Yes yes, very sympathetic when AMD lock 6900XT voltage/freq in order to sell higher SKUs: 6900XT LC, 6900XTXH, 6950XT
Does the 6900 XT have locked voltage/frequency? I know mine is a Navi 21 XTX die ("Ultimate"), but that's just a special bin picked for scaling better to higher clock speeds at higher voltages. Is the stock, Navi 21 XT 6900 XT locked down in terms of adjusting clock speeds or frequencies? Yes, I know there's a frequency ceiling for what can be set in software, but in my experience that tends to be higher than what can be done stably without exotic cooling anyhow, so I don't see the issue. All I've noticed about mine is that it doesn't really undervolt at all, but that's just a characteristic of that bin of the silicon - it still gets stupidly efficient with a moderate underclock.
That is actually a cost-saving measure. Nvidia traditionally engineers more complex chips. Yields for those are not that good at first. So you get the "not fully enabled" dies. Once production steps up, yields improve and fully unlocked chips become more viable. If they pushed for fully enabled dies you end up either with more expensive dies or with cut-down ones (to the level that can be produced initially) with nowhere to go once yields improve.

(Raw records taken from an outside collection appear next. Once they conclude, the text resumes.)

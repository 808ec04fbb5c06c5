pub mod app_config;
pub mod database;
pub mod order_repo;
pub mod redis_repo;
pub mod events;

pub use database::DbClient;
pub use order_repo::PgFulfillmentStore;
pub use redis_repo::RedisClient;
pub use events::EventProducer;
use axum::{
    extract::{Path, State},
    routing::get,
    Json, Router,
};
use starlinker_catalog::{Product, ProductRepository};
use starlinker_order::{ProductReviews, TrackerError};
use uuid::Uuid;

use crate::{error::AppError, state::AppState};

pub fn routes() -> Router<AppState> {
    Router::new()
        .route("/v1/products/{id}", get(get_product))
        .route("/v1/products/{id}/reviews", get(product_reviews))
}

/// GET /v1/products/{id}
async fn get_product(
    State(state): State<AppState>,
    Path(product_id): Path<Uuid>,
) -> Result<Json<Product>, AppError> {
    let product = state
        .tracker
        .store()
        .get_product(product_id)
        .await?
        .ok_or_else(|| TrackerError::NotFound(format!("product {}", product_id)))?;
    Ok(Json(product))
}

/// GET /v1/products/{id}/reviews
async fn product_reviews(
    State(state): State<AppState>,
    Path(product_id): Path<Uuid>,
) -> Result<Json<ProductReviews>, AppError> {
    Ok(Json(state.tracker.product_reviews(product_id).await?))
}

This is IMO a pretty reasonable approach - but in the market, it has the effect of saying "hey, this is the new cool flagship, the best of the best" only for 6 months to pass and them to say "hey, forget that old crap,
this is the best of the best!" Which, regardless of the realities of production, is a pretty shitty move when the most explicit selling point of the previous product was precisely how it was
the best. There's obviously a sliding scale of how shitty this is simply due to something faster always being on the way, but IMO Nvidia tends to skew towards pissing on their fans more than anything in this regard.

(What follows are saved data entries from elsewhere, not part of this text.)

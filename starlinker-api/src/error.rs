use axum::{
    http::StatusCode,
    response::{IntoResponse, Response},
    Json,
};
use serde_json::json;
use starlinker_catalog::CatalogError;
use starlinker_order::TrackerError;

#[derive(Debug, thiserror::Error)]
pub enum AppError {
    #[error("{0}")]
    AuthenticationError(String),
    #[error("{0}")]
    ValidationError(String),
    #[error(transparent)]
    Tracker(#[from] TrackerError),
    #[error("{0}")]
    InternalServerError(String),
}

impl IntoResponse for AppError {
    fn into_response(self) -> Response {
        let (status, error_message) = match self {
            AppError::AuthenticationError(msg) => (StatusCode::UNAUTHORIZED, msg),
            AppError::ValidationError(msg) => (StatusCode::BAD_REQUEST, msg),
            AppError::Tracker(err) => {
                let status = match &err {
                    TrackerError::Validation(_) => StatusCode::BAD_REQUEST,
                    TrackerError::NotFound(_) => StatusCode::NOT_FOUND,
                    TrackerError::Forbidden(_) => StatusCode::FORBIDDEN,
                    TrackerError::InvalidTransition { .. } | TrackerError::Duplicate(_) => {
                        StatusCode::CONFLICT
                    }
                    TrackerError::Dependency(msg) => {
                        tracing::error!("Dependency failure: {}", msg);
                        StatusCode::SERVICE_UNAVAILABLE
                    }
                };
                (status, err.to_string())
            }
            AppError::InternalServerError(msg) => {
                tracing::error!("Internal Server Error: {}", msg);
                (StatusCode::INTERNAL_SERVER_ERROR, "Internal Server Error".to_string())
            }
        };

        let body = Json(json!({
            "error": error_message,
        }));

        (status, body).into_response()
    }
}

impl From<CatalogError> for AppError {
    fn from(err: CatalogError) -> Self {
        AppError::Tracker(err.into())
    }
}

I also don't get why people get hung up on dies being fully enabled or not. You get the product benched as-is and you know very well what it is capable of.
This I wholeheartedly agree with. Whether a die is fully enabled or not is entirely irrelevant - what matters is getting what you're paying for, as well as having some base level honesty in marketing.
ME. NO.
In the same way it cannot make games good, good games can also be enhanced by it.

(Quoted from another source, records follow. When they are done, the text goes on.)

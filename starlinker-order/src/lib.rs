pub mod models;
pub mod delivery;
pub mod review;
pub mod view;
pub mod store;
pub mod memory;
pub mod tracker;

pub use models::{DeliveryAddress, Order, OrderItem, OrderStatus};
pub use delivery::{Delivery, DeliveryProgress, DeliveryStatus};
pub use review::{ProductReviews, RatingSummary, Review};
pub use view::{DeliveryListing, OrderItemView, OrderStats, OrderSummary, OrderView};
pub use store::{FulfillmentStore, StoreError};
pub use memory::MemoryStore;
pub use tracker::{CartLine, DeliveryInfo, OrderTracker, PlacedOrder, TrackerConfig, TrackerError};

We get it, lots of you don't care about RT, you've only been shouting that from the rooftops since Turings debut, believe me, we hear you loud and clear.
Would ya'll please be mindful there is a subset of enthusiasts who do want good RT performance in future purchases, for it not to be an afterthought, a checkbox to tick.
If it's not for you, awesome, but I tire of hearing nObOdY cArEs ABouT rAy TrACinG when clearly people do, so please, stop (silly to even ask I know, this will probably make the vocal among you double down and write me an essay on why RT is a gimmick or that 'most' people don't care, good on you!).
Personally I'd love to be able to very strongly consider AMD GPU's, but a prerequisite of that is for them to take RT more seriously, and lessen the hit, and they can certainly swing even more buyers there way if they deliver on that, so I eagerly wait to see if the top product has made significant strides.
I mostly agree with this, in fact I waited to buy a new GPU in order to get RT support - but I'm also perfectly fine with RT performance on my 6900 XT. I loved Metro Exodus with RT enabled at 1440p, and while I've only barely tried Control, that too seemed to work fine. Is the 6900 XT perfect? Obviously not. Are Nvidia's contemporary offerings faster? Yes - but not
that much faster, not enough that it'll matter in 2-3 years as RT performance becomes more important. And either way, my GPU beats both current gen consoles in RT, so I'll be set for base level RT performance for the foreseeable future.
RT performance is absolutely an important aspect of the value of Nvidia's GPUs - the question is
how important. For me, it's ... idk, maybe 5:1 raster-v-RT? Rasterization is a lot more important overall, and for the foreseeable lifetime of this product and its contemporaries, I don't see the delta between them as
that meaningful long term. When my 6900 XT performs between a 3070 and 3080 in RT depending on the title, and the 3090 Ti is maybe 20% faster than those on average, that means they'll all go obsolete for RT at roughly the same time. There are absolutely differences, but I don't see them as big enough to dismiss AMD outright.